My choice to teach was an expression of my conviction that to teach was to learn to connect to myself and my students authentically, and in effect, be a better person and one day a great mom as a result.


I believed that because my relationship with my mom was so fraught with criticism and misunderstandings, that somehow I would show up that way with my own children. I feared the tiger within me that was unrestrained and fiercely willful. That belief haunted me, even at a young age. I felt left adrift in the sea of life without equipment to set a clear course and make my dreams of being a great mom impossible to reach.


At the time I know what I valued—learning and self-improvement, service for higher good, integrity, strong body and loving heart, intimate connection, fun and play and adventure outdoors—but I didn’t know how to understand the meaning of the sum of the parts.


The fear that played a part in my choice to go into teaching was characterized by never knowing a different or better way of being with children. I craved to cultivate curiosity and connection through compassion and encouragement to dare to be courageous. Teaching gave me a field to play and experiment with what worked best. My primary mission was to grow the heart and minds of my students by encouraging their passion and curiosity to thrive.


My parents did their best for my brother and me. I don’t begrudge them for their efforts. Neither of them had the best role models in their own parents. The cycle continues unless we consciously intend to stop it.


With the aspirations to grow others and myself simultaneously it was with joy that I endeavored to take back my heart and mind from fear to agency.


My choice to be a teacher was one of the best decisions of my life.

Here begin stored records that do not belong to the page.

//! Checks a YOLO segmentation dataset (images plus polygon label files) before training.

use std::fmt;
use std::fs;
use std::path::{Path, PathBuf};
use anyhow::{bail, Context, Result};
use rayon::prelude::*;
use crate::common::NUM_CLASSES;

pub const IMAGE_EXTENSIONS: [&str; 4] = ["jpg", "jpeg", "png", "bmp"];

/// Class id followed by at least three `x y` pairs.
const MIN_LABEL_TOKENS: usize = 7;
const MIN_POLYGON_POINTS: usize = 3;

#[derive(Debug, Clone, PartialEq, Eq)]
pub struct DatasetIssue {
    pub file: String,
    /// 1-based line in the label file, when the issue is about one object.
    pub line: Option<usize>,
    pub message: String,
}

impl DatasetIssue {
    fn file(file: impl Into<String>, message: impl Into<String>) -> Self {
        Self { file: file.into(), line: None, message: message.into() }
    }

    fn line(file: impl Into<String>, line: usize, message: impl Into<String>) -> Self {
        Self { file: file.into(), line: Some(line), message: message.into() }
    }
}

impl fmt::Display for DatasetIssue {
    fn fmt(&self, f: &mut fmt::Formatter<'_>) -> fmt::Result {
        match self.line {
            Some(line) => write!(f, "{}: Line {} - {}", self.file, line, self.message),
            None => write!(f, "{}: {}", self.file, self.message),
        }
    }
}

#[derive(Debug, Clone, Default)]
pub struct DatasetReport {
    pub total_images: usize,
    pub valid_images: usize,
    pub total_objects: usize,
    pub issues: Vec<DatasetIssue>,
}

impl DatasetReport {
    pub fn objects_per_image(&self) -> f64 {
        if self.valid_images == 0 {
            0.0
        } else {
            self.total_objects as f64 / self.valid_images as f64
        }
    }

    pub fn is_valid(&self) -> bool {
        self.issues.is_empty()
    }
}

/// Outcome for one image and its label file.
struct ImageCheck {
    objects: usize,
    issues: Vec<DatasetIssue>,
}

/// Validates every image in `images_dir` against its `<stem>.txt` in `labels_dir`.
///
/// Fails only when the dataset cannot be inspected at all (missing directories, no
/// images); everything else is collected into the report.
pub fn validate_dataset(images_dir: &Path, labels_dir: &Path) -> Result<DatasetReport> {
    if !images_dir.is_dir() {
        bail!("Images directory not found: {}", images_dir.display());
    }
    if !labels_dir.is_dir() {
        bail!("Labels directory not found: {}", labels_dir.display());
    }

    let images = find_images(images_dir)?;
    if images.is_empty() {
        bail!(
            "No images found in {} (supported formats: {})",
            images_dir.display(),
            IMAGE_EXTENSIONS.join(", ")
        );
    }
    log::info!("Found {} images in {}", images.len(), images_dir.display());

    let checks: Vec<ImageCheck> = images
        .par_iter()
        .map(|image| check_image(image, labels_dir))
        .collect();

    let mut report = DatasetReport { total_images: images.len(), ..Default::default() };
    for check in checks {
        if check.issues.is_empty() {
            report.valid_images += 1;
            report.total_objects += check.objects;
        }
        report.issues.extend(check.issues);
    }

    Ok(report)
}

fn find_images(dir: &Path) -> Result<Vec<PathBuf>> {
    let mut images = Vec::new();
    for entry in fs::read_dir(dir).with_context(|| format!("Cannot list {}", dir.display()))? {
        let path = entry?.path();
        let is_image = path
            .extension()
            .and_then(|e| e.to_str())
            .map(|e| IMAGE_EXTENSIONS.contains(&e.to_lowercase().as_str()))
            .unwrap_or(false);
        if is_image && path.is_file() {
            images.push(path);
        }
    }
    images.sort();
    Ok(images)
}

fn check_image(image_path: &Path, labels_dir: &Path) -> ImageCheck {
    let name = file_name(image_path);
    let stem = image_path.file_stem().and_then(|s| s.to_str()).unwrap_or_default();
    let label_path = labels_dir.join(format!("{}.txt", stem));

    let fail = |issue: DatasetIssue| ImageCheck { objects: 0, issues: vec![issue] };

    if !label_path.is_file() {
        return fail(DatasetIssue::file(file_name(&label_path), "Missing label"));
    }

    match image::open(image_path) {
        Ok(image) if image.width() == 0 || image.height() == 0 => {
            return fail(DatasetIssue::file(&name, "Zero-size image"))
        }
        Ok(_) => {}
        Err(err) => return fail(DatasetIssue::file(&name, format!("Invalid/corrupted image: {}", err))),
    }

    let labels = match fs::read_to_string(&label_path) {
        Ok(labels) => labels,
        Err(err) => return fail(DatasetIssue::file(&name, format!("Error reading label file: {}", err))),
    };

    let mut check = ImageCheck { objects: 0, issues: Vec::new() };
    for (i, line) in labels.lines().enumerate() {
        let line = line.trim();
        if line.is_empty() {
            continue;
        }
        match check_label_line(line) {
            Ok(()) => check.objects += 1,
            Err(message) => check.issues.push(DatasetIssue::line(&name, i + 1, message)),
        }
    }
    check
}

/// `class x1 y1 x2 y2 ...` with the class in the pathology table and every coordinate in `[0, 1]`.
pub fn check_label_line(line: &str) -> Result<(), String> {
    let parts: Vec<&str> = line.split_whitespace().collect();
    if parts.len() < MIN_LABEL_TOKENS {
        return Err("Too few coordinates (need at least 3 points)".to_string());
    }

    let class_id: i64 = parts[0]
        .parse()
        .map_err(|e| format!("Invalid number format: {} ({:?})", e, parts[0]))?;
    if class_id < 0 || class_id >= NUM_CLASSES as i64 {
        return Err(format!("Invalid class_id {} (must be 0-{})", class_id, NUM_CLASSES - 1));
    }

    let coords = parts[1..]
        .iter()
        .map(|c| c.parse::<f64>().map_err(|e| format!("Invalid number format: {} ({:?})", e, c)))
        .collect::<Result<Vec<f64>, String>>()?;
    if coords.len() % 2 != 0 {
        return Err("Odd number of coordinates".to_string());
    }
    if coords.iter().any(|c| !(0.0..=1.0).contains(c)) {
        return Err("Coordinates out of range [0, 1]".to_string());
    }

    let points = coords.len() / 2;
    if points < MIN_POLYGON_POINTS {
        return Err(format!("Polygon needs at least 3 points, got {}", points));
    }

    Ok(())
}

fn file_name(path: &Path) -> String {
    path.file_name()
        .map(|n| n.to_string_lossy().into_owned())
        .unwrap_or_else(|| path.display().to_string())
}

It was one of the most important examples of how I consciously chose to honor all my values in my choice my profession. It was also one of the first times that I consciously aligned my choice in the moment with a vision I felt alive to in the distant future.

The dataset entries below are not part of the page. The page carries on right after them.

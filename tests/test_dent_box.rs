extern crate dent_detect;

use dent_detect::common::{DentBox, DentDetection, PathologyClass, NUM_CLASSES};

#[test]
fn bbox_from_pixel_corners() {
    // 200 wide, 100 high
    let bbox = DentBox::from_xyxy([20., 10., 120., 60.], (100, 200));
    assert_eq!(bbox, DentBox::new(0.1, 0.1, 0.5, 0.5));
}

#[test]
fn bbox_from_polygon_is_min_max() {
    let polygon = [0.3, 0.2, 0.8, 0.25, 0.6, 0.9, 0.15, 0.5];
    let bbox = DentBox::from_polygon(&polygon);

    let xs: Vec<f32> = polygon.iter().step_by(2).copied().collect();
    let ys: Vec<f32> = polygon.iter().skip(1).step_by(2).copied().collect();
    let min = |v: &[f32]| v.iter().copied().fold(f32::MAX, f32::min);
    let max = |v: &[f32]| v.iter().copied().fold(f32::MIN, f32::max);

    assert_eq!(bbox.x, min(&xs));
    assert_eq!(bbox.y, min(&ys));
    assert_eq!(bbox.w, max(&xs) - min(&xs));
    assert_eq!(bbox.h, max(&ys) - min(&ys));
}

#[test]
fn bbox_from_two_vertices() {
    let bbox = DentBox::from_polygon(&[0.2, 0.4, 0.6, 0.5]);
    for (got, want) in bbox.xyxy().iter().zip([0.2, 0.4, 0.6, 0.5]) {
        assert!((got - want).abs() < 1e-6, "{:?}", bbox);
    }
}

#[test]
fn short_polygons_fall_back() {
    assert_eq!(DentBox::from_polygon(&[]), DentBox::FALLBACK);
    assert_eq!(DentBox::from_polygon(&[0.5, 0.5]), DentBox::FALLBACK);
    assert_eq!(DentBox::FALLBACK, DentBox::new(0.1, 0.1, 0.2, 0.2));
}

#[test]
fn iou_of_boxes() {
    let a = DentBox::new(0., 0., 10., 10.);
    let b = DentBox::new(5., 0., 10., 10.);
    assert!((a.iou(&b) - 50. / 150.).abs() < 1e-6);
    assert_eq!(a.iou(&DentBox::new(20., 20., 5., 5.)), 0.0);
    assert_eq!(DentBox::default().iou(&DentBox::default()), 0.0);
}

#[test]
fn class_table_is_fixed() {
    let expected = [
        "Abrasion",
        "Filling",
        "Crown",
        "Caries Class 1",
        "Caries Class 2",
        "Caries Class 3",
        "Caries Class 4",
        "Caries Class 5",
        "Caries Class 6",
    ];
    assert_eq!(NUM_CLASSES, expected.len());
    for (id, name) in expected.iter().enumerate() {
        let class = PathologyClass::from_id(id).unwrap();
        assert_eq!(class.id() as usize, id);
        assert_eq!(class.name(), *name);
    }
    assert!(PathologyClass::from_id(NUM_CLASSES).is_none());

    let table = serde_json::to_value(PathologyClass::table()).unwrap();
    assert_eq!(table["0"], "Abrasion");
    assert_eq!(table["8"], "Caries Class 6");
}

#[test]
fn detection_serializes_with_rounded_confidence() {
    let det = DentDetection::from_polygon(
        PathologyClass::CariesClass2,
        0.123_456_78,
        vec![0.1, 0.1, 0.4, 0.1, 0.4, 0.3],
    );
    assert_eq!(det.class_id, 4);
    assert_eq!(det.class_name, "Caries Class 2");
    assert_eq!(det.confidence, 0.123457);
    assert_eq!(det.vertex_count(), 3);

    let json = serde_json::to_value(&det).unwrap();
    for key in ["class_id", "class_name", "confidence", "polygon", "bbox"] {
        assert!(json.get(key).is_some(), "missing {}", key);
    }
    for key in ["x", "y", "w", "h"] {
        assert!(json["bbox"].get(key).is_some(), "missing bbox.{}", key);
    }
}
extern crate dent_detect;

use std::fs;
use std::path::Path;
use tempfile::TempDir;
use dent_detect::dataset::{check_label_line, validate_dataset};

const GOOD_LINE: &str = "3 0.1 0.1 0.4 0.1 0.4 0.5";

fn write_image(path: &Path) {
    image::RgbImage::from_pixel(16, 16, image::Rgb([200, 180, 160])).save(path).unwrap();
}

fn dataset() -> (TempDir, std::path::PathBuf, std::path::PathBuf) {
    let root = TempDir::new().unwrap();
    let images = root.path().join("images");
    let labels = root.path().join("labels");
    fs::create_dir_all(&images).unwrap();
    fs::create_dir_all(&labels).unwrap();
    (root, images, labels)
}

#[test]
fn label_line_rules() {
    assert!(check_label_line(GOOD_LINE).is_ok());
    assert!(check_label_line("8 0 0 1 0 1 1 0 1").is_ok());

    let err = |line: &str| check_label_line(line).unwrap_err();
    assert!(err("0 0.1 0.1 0.2 0.2").contains("Too few coordinates"));
    assert!(err("9 0.1 0.1 0.4 0.1 0.4 0.5").contains("Invalid class_id 9"));
    assert!(err("-1 0.1 0.1 0.4 0.1 0.4 0.5").contains("Invalid class_id -1"));
    assert!(err("x 0.1 0.1 0.4 0.1 0.4 0.5").contains("Invalid number format"));
    assert!(err("1 0.1 0.1 0.4 0.1 0.4 abc").contains("Invalid number format"));
    assert!(err("1 0.1 0.1 0.4 0.1 0.4 0.5 0.6").contains("Odd number of coordinates"));
    assert!(err("1 0.1 0.1 1.4 0.1 0.4 0.5").contains("out of range"));
}

#[test]
fn valid_dataset_reports_objects() {
    let (_root, images, labels) = dataset();
    write_image(&images.join("a.png"));
    write_image(&images.join("b.JPG"));
    fs::write(labels.join("a.txt"), format!("{}\n\n{}\n", GOOD_LINE, GOOD_LINE)).unwrap();
    fs::write(labels.join("b.txt"), format!("{}\n", GOOD_LINE)).unwrap();
    fs::write(images.join("readme.md"), "not an image").unwrap();

    let report = validate_dataset(&images, &labels).unwrap();
    assert!(report.is_valid(), "{:?}", report.issues);
    assert_eq!(report.total_images, 2);
    assert_eq!(report.valid_images, 2);
    assert_eq!(report.total_objects, 3);
    assert_eq!(report.objects_per_image(), 1.5);
}

#[test]
fn problems_are_collected_per_file() {
    let (_root, images, labels) = dataset();
    write_image(&images.join("good.png"));
    write_image(&images.join("unlabelled.png"));
    write_image(&images.join("bad_label.png"));
    fs::write(images.join("corrupt.jpg"), b"not really a jpeg").unwrap();

    fs::write(labels.join("good.txt"), GOOD_LINE).unwrap();
    fs::write(labels.join("corrupt.txt"), GOOD_LINE).unwrap();
    fs::write(labels.join("bad_label.txt"), format!("{}\n12 0.1 0.1 0.4 0.1 0.4 0.5\n", GOOD_LINE)).unwrap();

    let report = validate_dataset(&images, &labels).unwrap();
    assert!(!report.is_valid());
    assert_eq!(report.total_images, 4);
    assert_eq!(report.valid_images, 1);
    assert_eq!(report.total_objects, 1);
    assert_eq!(report.issues.len(), 3);

    let messages: Vec<String> = report.issues.iter().map(|i| i.to_string()).collect();
    assert!(messages.iter().any(|m| m == "unlabelled.txt: Missing label"), "{:?}", messages);
    assert!(messages.iter().any(|m| m.starts_with("corrupt.jpg: Invalid/corrupted image")), "{:?}", messages);
    assert!(messages.iter().any(|m| m.starts_with("bad_label.png: Line 2 - Invalid class_id 12")), "{:?}", messages);
}

#[test]
fn missing_directories_and_empty_datasets_fail() {
    let (root, images, labels) = dataset();
    assert!(validate_dataset(&root.path().join("nope"), &labels).is_err());
    assert!(validate_dataset(&images, &root.path().join("nope")).is_err());

    let err = validate_dataset(&images, &labels).unwrap_err();
    assert!(err.to_string().contains("No images found"), "{}", err);
}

The moment I said “Yes!” to teaching and quit my stop-gap-measure gig for what I really wanted to make happen, I had a sense that the Universe said “Let’s do this!” right back, because weeks later I met the man I would later marry who still is and will forever be the love of my life. At the time, he was a teacher too, and the hand bell choir director. Lucky for me, I took the sound advice of my new professors and arranged to observe the man teach.





We still laugh over sweet Jasmine with her voluminous curly hair who shouted out unexpectly from her seat the first day of my visit as I sat quietly in the back of the classroom, “Mr. Post! Mr. Post! It that your girlfriend?!”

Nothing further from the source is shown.